Directed by Timo Vuorensola
Starring Christopher Kirby, Julia Dietze, Gotz Otto, Peta Sergeant, Stephanie Paul, Udo Kier
After years in development - and a level of internet-generated buzz not seen since the ill-fated Snakes On A Plane - the tongue-in-cheek Space Nazi flick Iron Sky finally hits our screens. But is it a blitzkrieg or a Barbarossa?
It all depends on how your expectations are calibrated, really. If you’re one of the netizens who have already proclaimed the film as the ‘BEST SCi-FI IDEA EVAR!’, you’re in for a dose of disappointment; this is a low budget B-movie, and while the effects and production values are quite impressive considering the financial constraints, it was never going to be Star Wars with actual stormtroopers. What it is, when its overly convoluted plot isn’t tripping it up, is a fairly fun and brazenly bawdy sci-fi romp wrapped around a core of political satire.

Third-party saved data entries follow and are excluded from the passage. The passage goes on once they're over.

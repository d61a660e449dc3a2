//! Uploaded icon normalizer.
//!
//! Accepts a data URI or bare base64 image, shrinks it into a square
//! bounding box and re-encodes it as a PNG data URI.

use image::{imageops::FilterType, ColorType, DynamicImage, ImageFormat, ImageReader};
use std::io::Cursor;

use crate::prelude::*;
use crate::utils::{decode_data_uri, to_data_uri};

/// Bounding box (in pixels) of a normalized icon.
pub const ICON_MAX_SIZE: u32 = 128;

// Sync normalizer
pub fn normalize_icon_sync(input: &str) -> ClResult<String> {
	let bytes = decode_data_uri(input)?;

	let now = std::time::Instant::now();
	let original = ImageReader::new(Cursor::new(&bytes)).with_guessed_format()?.decode()?;
	debug!("decoded {}x{} [{:.2}ms]", original.width(), original.height(), now.elapsed().as_millis());

	// Shrink only, smaller images keep their size
	let resized = if original.width() > ICON_MAX_SIZE || original.height() > ICON_MAX_SIZE {
		let now = std::time::Instant::now();
		let resized = original.resize(ICON_MAX_SIZE, ICON_MAX_SIZE, FilterType::Lanczos3);
		debug!("resized to {}x{} [{:.2}ms]", resized.width(), resized.height(), now.elapsed().as_millis());
		resized
	} else {
		original
	};

	// PNG has no float sample formats
	let resized = match resized.color() {
		ColorType::Rgb32F | ColorType::Rgba32F => DynamicImage::ImageRgba8(resized.to_rgba8()),
		_ => resized,
	};

	let mut output = Cursor::new(Vec::new());
	resized.write_to(&mut output, ImageFormat::Png)?;

	Ok(to_data_uri("image/png", output.into_inner()))
}

/// Runs the normalizer on the worker pool.
pub async fn normalize_icon(app: &App, input: String) -> ClResult<String> {
	app.worker.try_run(move || normalize_icon_sync(&input)).await
}

#[cfg(test)]
mod tests {
	use super::*;
	use image::{Rgb, RgbImage, Rgba, RgbaImage};

	fn png_data_uri(img: DynamicImage) -> String {
		let mut buf = Cursor::new(Vec::new());
		img.write_to(&mut buf, ImageFormat::Png).unwrap();
		to_data_uri("image/png", buf.into_inner())
	}

	fn decode_output(uri: &str) -> DynamicImage {
		assert!(uri.starts_with("data:image/png;base64,"));
		let bytes = decode_data_uri(uri).unwrap();
		image::load_from_memory_with_format(&bytes, ImageFormat::Png).unwrap()
	}

	#[test]
	fn test_wide_image_is_shrunk_keeping_aspect() {
		let input = png_data_uri(DynamicImage::ImageRgb8(RgbImage::from_pixel(1000, 500, Rgb([10, 20, 30]))));

		let out = decode_output(&normalize_icon_sync(&input).unwrap());
		assert_eq!((out.width(), out.height()), (128, 64));
	}

	#[test]
	fn test_small_image_is_untouched() {
		let input = png_data_uri(DynamicImage::ImageRgba8(RgbaImage::from_pixel(50, 50, Rgba([1, 2, 3, 4]))));

		let out = decode_output(&normalize_icon_sync(&input).unwrap());
		assert_eq!((out.width(), out.height()), (50, 50));
		assert_eq!(out.to_rgba8().get_pixel(10, 10), &Rgba([1, 2, 3, 4]));
	}

	#[test]
	fn test_bare_base64_is_accepted() {
		let input = png_data_uri(DynamicImage::ImageRgb8(RgbImage::new(300, 600)));
		let bare = input.split_once(',').unwrap().1.to_string();

		let out = decode_output(&normalize_icon_sync(&bare).unwrap());
		assert_eq!((out.width(), out.height()), (64, 128));
	}

	#[test]
	fn test_malformed_base64_fails() {
		let res = normalize_icon_sync("data:image/png;base64,not*base64*at*all");
		assert!(matches!(res, Err(Error::ValidationError(_))));
	}

	#[test]
	fn test_non_image_fails() {
		let res = normalize_icon_sync(&to_data_uri("image/png", b"definitely not an image"));
		assert!(matches!(res, Err(Error::ValidationError(_))));
	}
}

// vim: ts=4
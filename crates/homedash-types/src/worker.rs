//! Worker pool. Runs blocking, CPU-bound jobs (image codecs, CPU sampling)
//! on dedicated OS threads so request handlers never stall the async runtime.

use flume::{Receiver, Sender};
use futures::channel::oneshot;
use std::{sync::Arc, thread};

use crate::prelude::*;

type Job = Box<dyn FnOnce() + Send>;

#[derive(Debug)]
pub struct WorkerPool {
	tx: Sender<Job>,
	size: usize,
}

impl WorkerPool {
	/// Spawns `n` worker threads (at least one).
	pub fn new(n: usize) -> Self {
		let size = n.max(1);
		let (tx, rx) = flume::unbounded::<Job>();
		let rx = Arc::new(rx);

		for i in 0..size {
			let rx = Arc::clone(&rx);
			let spawned =
				thread::Builder::new().name(format!("worker-{}", i)).spawn(move || worker_loop(&rx));
			if let Err(err) = spawned {
				error!("Failed to spawn worker thread {}: {}", i, err);
			}
		}

		Self { tx, size }
	}

	pub fn size(&self) -> usize {
		self.size
	}

	/// Submit a closure → returns a Future for its result
	pub fn run<F, T>(&self, f: F) -> impl std::future::Future<Output = ClResult<T>>
	where
		F: FnOnce() -> T + Send + 'static,
		T: Send + 'static,
	{
		let (res_tx, res_rx) = oneshot::channel();

		let job = Box::new(move || {
			let result = f();
			let _ignore = res_tx.send(result);
		});

		if self.tx.send(job).is_err() {
			error!("Failed to send job to worker queue");
		}

		async move {
			res_rx.await.map_err(|_| {
				error!("Worker dropped result channel (task may have panicked)");
				Error::Internal("worker task failed".into())
			})
		}
	}

	/// Like `run`, but flattens `ClResult<ClResult<T>>` into `ClResult<T>`.
	pub fn try_run<F, T>(&self, f: F) -> impl std::future::Future<Output = ClResult<T>>
	where
		F: FnOnce() -> ClResult<T> + Send + 'static,
		T: Send + 'static,
	{
		let fut = self.run(f);
		async move { fut.await? }
	}
}

fn worker_loop(rx: &Receiver<Job>) {
	while let Ok(job) = rx.recv() {
		if let Err(e) = std::panic::catch_unwind(std::panic::AssertUnwindSafe(job)) {
			error!("Worker thread caught panic: {:?}", e);
		}
	}
	debug!("Worker queue closed, thread exiting");
}

#[cfg(test)]
mod tests {
	use super::*;

	#[tokio::test]
	async fn test_run_returns_value() {
		let pool = WorkerPool::new(2);
		let res = pool.run(|| 21 * 2).await.unwrap();
		assert_eq!(res, 42);
	}

	#[tokio::test]
	async fn test_try_run_flattens_error() {
		let pool = WorkerPool::new(1);
		let res: ClResult<()> = pool.try_run(|| Err(Error::NotFound)).await;
		assert!(matches!(res, Err(Error::NotFound)));
	}

	#[tokio::test]
	#[allow(clippy::panic)]
	async fn test_panic_is_reported_and_pool_survives() {
		let pool = WorkerPool::new(1);
		let res: ClResult<()> = pool.run(|| panic!("boom")).await;
		assert!(matches!(res, Err(Error::Internal(_))));

		// The single worker thread must still be alive
		assert_eq!(pool.run(|| 7).await.unwrap(), 7);
	}

	#[test]
	fn test_zero_size_is_clamped() {
		assert_eq!(WorkerPool::new(0).size(), 1);
	}
}

// vim: ts=4
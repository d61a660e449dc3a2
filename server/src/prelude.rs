pub use crate::app::App;
pub use homedash_types::prelude::*;

// vim: ts=4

In the near future, a moon mission designed to give the incumbent American president (Stephanie Paul impersonating Sarah Palin) a popularity boost instead uncovers the secret lunar base where the remnants of the Third Reich have been hiding out since WWII. The Moon Nazis scramble a scouting mission, headed by the megalomaniacal Klaus Adler (Gotz Otto), to pave the way for a full scale invasion of Earth, but things go awry, and the Aryan astronauts wind up advising the president’s campaign manager (Peta Sergeant), and find that a dose of National Socialist dogma does wonders for the president’s approval ratings. Caught up in all this is the hapless male model turned astronaut James Washington (Christopher Kirby), who might just be able to save the world if he can convince sympathetic fraulein Renate Richter (Julie Dietze) to help him.

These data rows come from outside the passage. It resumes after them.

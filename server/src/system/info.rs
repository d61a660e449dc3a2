use serde::Serialize;
use std::{path::Path, time::Duration};
use sysinfo::{Disks, System};

use crate::prelude::*;

/// CPU usage is averaged over this window.
pub const CPU_SAMPLE_INTERVAL: Duration = Duration::from_secs(1);

#[derive(Debug, Serialize)]
pub struct CpuInfo {
	pub percent: f64,
	pub count: usize,
}

#[derive(Debug, Serialize)]
pub struct UsageInfo {
	pub total: u64,
	pub used: u64,
	pub percent: f64,
}

#[derive(Debug, Serialize)]
pub struct SystemInfo {
	pub cpu: CpuInfo,
	pub memory: UsageInfo,
	pub disk: UsageInfo,
	pub timestamp: String,
}

/// Share of `part` in `total`, in percent with one decimal.
pub fn percent(part: u64, total: u64) -> f64 {
	if total == 0 {
		return 0.0;
	}
	#[allow(clippy::cast_precision_loss)]
	let ratio = part as f64 / total as f64;
	(ratio * 1000.0).round() / 10.0
}

/// Takes a snapshot. Waits `CPU_SAMPLE_INTERVAL` between two CPU refreshes.
pub async fn collect() -> ClResult<SystemInfo> {
	let mut sys = System::new();
	sys.refresh_cpu_usage();
	tokio::time::sleep(CPU_SAMPLE_INTERVAL.max(sysinfo::MINIMUM_CPU_UPDATE_INTERVAL)).await;
	sys.refresh_cpu_usage();
	sys.refresh_memory();

	let cpu = CpuInfo {
		percent: (f64::from(sys.global_cpu_usage()) * 10.0).round() / 10.0,
		count: sys.cpus().len(),
	};

	let total = sys.total_memory();
	let memory = UsageInfo {
		total,
		used: sys.used_memory(),
		percent: percent(total.saturating_sub(sys.available_memory()), total),
	};

	Ok(SystemInfo { cpu, memory, disk: root_disk()?, timestamp: chrono::Local::now().to_rfc3339() })
}

/// Usage of the filesystem mounted at `/`, or of the first disk when there
/// is no such mount point.
fn root_disk() -> ClResult<UsageInfo> {
	let disks = Disks::new_with_refreshed_list();
	let disk = disks
		.list()
		.iter()
		.find(|d| d.mount_point() == Path::new("/"))
		.or_else(|| disks.list().first())
		.ok_or_else(|| Error::Internal("No disks found".into()))?;

	let total = disk.total_space();
	let used = total.saturating_sub(disk.available_space());
	Ok(UsageInfo { total, used, percent: percent(used, total) })
}

#[cfg(test)]
mod tests {
	use super::*;

	#[test]
	fn test_percent() {
		assert!((percent(1, 4) - 25.0).abs() < f64::EPSILON);
		assert!((percent(1, 3) - 33.3).abs() < 1e-9);
		assert!((percent(2, 3) - 66.7).abs() < 1e-9);
		assert!(percent(5, 0).abs() < f64::EPSILON);
	}

	#[test]
	fn test_system_info_shape() {
		let info = SystemInfo {
			cpu: CpuInfo { percent: 12.5, count: 4 },
			memory: UsageInfo { total: 100, used: 40, percent: 40.0 },
			disk: UsageInfo { total: 10, used: 5, percent: 50.0 },
			timestamp: "2024-01-01T00:00:00+00:00".into(),
		};
		let json = serde_json::to_value(&info).unwrap();
		assert_eq!(json["cpu"]["count"], 4);
		assert_eq!(json["memory"]["used"], 40);
		assert_eq!(json["disk"]["percent"], 50.0);
		assert!(json["timestamp"].is_string());
	}
}

// vim: ts=4
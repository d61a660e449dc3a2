//! Response bodies shared by several handlers.

use axum::{
	http::StatusCode,
	response::{IntoResponse, Response},
};
use serde::Serialize;

use crate::extract::Json;

/// `{"success": true}`
#[derive(Debug, Serialize)]
pub struct Ack {
	pub success: bool,
}

pub fn ack() -> Json<Ack> {
	Json(Ack { success: true })
}

/// `{"success": false, "message": ...}` for expected, non-error outcomes
/// such as a rejected secret or an icon that could not be found.
#[derive(Debug, Serialize)]
pub struct Failure {
	pub success: bool,
	pub message: &'static str,
}

pub fn failure(status: StatusCode, message: &'static str) -> Response {
	(status, Json(Failure { success: false, message })).into_response()
}

// vim: ts=4
//! Settings key-value store
//!
//! Plain string values. Writes are single `INSERT OR REPLACE` statements, so
//! concurrent writers to the same key never lose an update halfway: the last
//! statement to commit wins.

use sqlx::{Row, SqlitePool};

use crate::utils::*;
use homedash::prelude::*;

/// Read a single setting
pub(crate) async fn read(db: &SqlitePool, key: &str) -> ClResult<Option<Box<str>>> {
	let row = sqlx::query("SELECT value FROM settings WHERE key = ?1")
		.bind(key)
		.fetch_optional(db)
		.await
		.inspect_err(inspect)
		.map_err(|_| Error::DbError)?;

	match row {
		Some(row) => {
			let value: Option<String> =
				row.try_get("value").inspect_err(inspect).map_err(|_| Error::DbError)?;
			Ok(value.map(String::into_boxed_str))
		}
		None => Ok(None),
	}
}

/// Create or overwrite a setting
pub(crate) async fn update(db: &SqlitePool, key: &str, value: &str) -> ClResult<()> {
	sqlx::query(
		"INSERT OR REPLACE INTO settings (key, value, updated_at) VALUES (?1, ?2, unixepoch())",
	)
	.bind(key)
	.bind(value)
	.execute(db)
	.await
	.inspect_err(inspect)
	.or(Err(Error::DbError))?;
	Ok(())
}

// vim: ts=4
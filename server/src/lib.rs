//! Homedash is a small, self-hosted dashboard backend.
//!
//! # Features
//!
//! - Single shared-secret login with one active bearer token
//! - Groups and services (your personal homepage of links)
//! - Favicon fetching for any site, returned as a data URI
//! - Uploaded image normalization into 128px PNG icons
//! - Host CPU, memory and disk usage
//! - Static front-end serving from a dist directory

#![forbid(unsafe_code)]

// Re-export shared types and adapter traits from homedash-types
pub use homedash_types::error;
pub use homedash_types::meta_adapter;
pub use homedash_types::utils;
pub use homedash_types::worker;

pub mod app;
pub mod auth;
pub mod dashboard;
pub mod extract;
pub mod icon;
pub mod prelude;
pub mod routes;
pub mod settings;
pub mod system;
pub mod types;

pub use crate::app::{App, AppBuilder, AppState};

// vim: ts=4
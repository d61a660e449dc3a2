use axum::{
	extract::DefaultBodyLimit,
	middleware,
	routing::{get, post, put},
	Router,
};
use tower_http::{services::ServeDir, trace::TraceLayer};

use crate::auth::{self, middleware::require_auth};
use crate::prelude::*;
use crate::{dashboard, icon, settings, system};

fn init_api(app: App) -> Router {
	let protected_router = Router::new()
		.route("/api/system-info", get(system::handler::get_system_info))
		.route("/api/groups", get(dashboard::handler::list_groups).post(dashboard::handler::post_group))
		.route("/api/groups/{id}", put(dashboard::handler::put_group).delete(dashboard::handler::delete_group))
		.route("/api/services", post(dashboard::handler::post_service))
		.route("/api/services/{id}", put(dashboard::handler::put_service).delete(dashboard::handler::delete_service))
		.route("/api/fetch-icon", post(icon::handler::post_fetch_icon))
		.route("/api/upload-icon", post(icon::handler::post_upload_icon))
		.route("/api/settings", get(settings::handler::get_settings).post(settings::handler::post_settings))
		.route_layer(middleware::from_fn_with_state(app.clone(), require_auth));

	let public_router = Router::new()
		.route("/api/auth", post(auth::handler::post_auth))
		.route("/api/verify", post(auth::handler::post_verify));

	Router::new()
		.merge(public_router)
		.merge(protected_router)
		.with_state(app)
}

pub fn init(app: App) -> Router {
	let max_body_size = app.opts.max_body_size;
	let static_files = ServeDir::new(&*app.opts.dist_dir);

	init_api(app)
		.fallback_service(static_files)
		.layer(DefaultBodyLimit::max(max_body_size))
		.layer(TraceLayer::new_for_http())
}

// vim: ts=4
//! Service management

use sqlx::{Row, SqlitePool};

use crate::utils::*;
use homedash::meta_adapter::{CreateService, UpdateService};
use homedash::prelude::*;

pub(crate) async fn create(db: &SqlitePool, service: &CreateService) -> ClResult<i64> {
	let row = sqlx::query(
		"INSERT INTO services (group_id, name, url_public, url_local, icon, order_num)
		VALUES (?1, ?2, ?3, ?4, ?5, ?6) RETURNING id",
	)
	.bind(service.group_id)
	.bind(service.name.as_ref())
	.bind(service.url_public.as_ref())
	.bind(service.url_local.as_ref())
	.bind(service.icon.as_ref())
	.bind(service.order)
	.fetch_one(db)
	.await
	.map_err(|err| map_write_err(err, "Service"))?;

	row.try_get("id").inspect_err(inspect).map_err(|_| Error::DbError)
}

/// Update a service. Only the name is mandatory, other columns are written
/// when present.
pub(crate) async fn update(
	db: &SqlitePool,
	service_id: i64,
	service: &UpdateService,
) -> ClResult<()> {
	let mut query = sqlx::QueryBuilder::<sqlx::Sqlite>::new("UPDATE services SET name = ");
	query.push_bind(service.name.as_ref());
	if let Some(url_public) = &service.url_public {
		query.push(", url_public = ").push_bind(url_public.as_ref());
	}
	if let Some(url_local) = &service.url_local {
		query.push(", url_local = ").push_bind(url_local.as_ref());
	}
	if let Some(icon) = &service.icon {
		query.push(", icon = ").push_bind(icon.as_ref());
	}
	if let Some(order) = service.order {
		query.push(", order_num = ").push_bind(order);
	}
	query.push(" WHERE id = ").push_bind(service_id);

	let res = query
		.build()
		.execute(db)
		.await
		.inspect_err(inspect)
		.map_err(|_| Error::DbError)?;

	require_affected(res.rows_affected())
}

pub(crate) async fn delete(db: &SqlitePool, service_id: i64) -> ClResult<()> {
	let res = sqlx::query("DELETE FROM services WHERE id = ?1")
		.bind(service_id)
		.execute(db)
		.await
		.inspect_err(inspect)
		.map_err(|_| Error::DbError)?;

	require_affected(res.rows_affected())
}

// vim: ts=4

It sounds packed with incident, but the film is largely dialogue driven, with the limited effects budget largely reserved for the third act, when the epic space battle promised in the film’s promotional material is finally trotted out. What saves the film is not spectacle, though, but a rich vein of audacious black humour. Nods to famous films will keep the cinema-literate smiling - Kubrick in particular gets several tips of the hat - and the cast are gleefully committed to absurd premise and B-grade aesthetic; Udo Kier once again proves he can class up even the cheesiest joint with his turn as the Moon Nazi fuhrer, while the fearless Christopher Kirby displays leading man charm as the African American astronaut who has to cope with being Aryanized by twisted Nazi science.
At its best, Iron Sky feels like a Heavy Metal comic strip come to life, all big, bold ideas, playful sexuality, cynical politics, and anarchic humour. True, its everything-and-the-kitchen-sink approach doesn’t always work, and another script draft or two would have done wonders for its pacing problems, but as a pure display of cinematic audacity, there won’t be another wide release this year that tops it.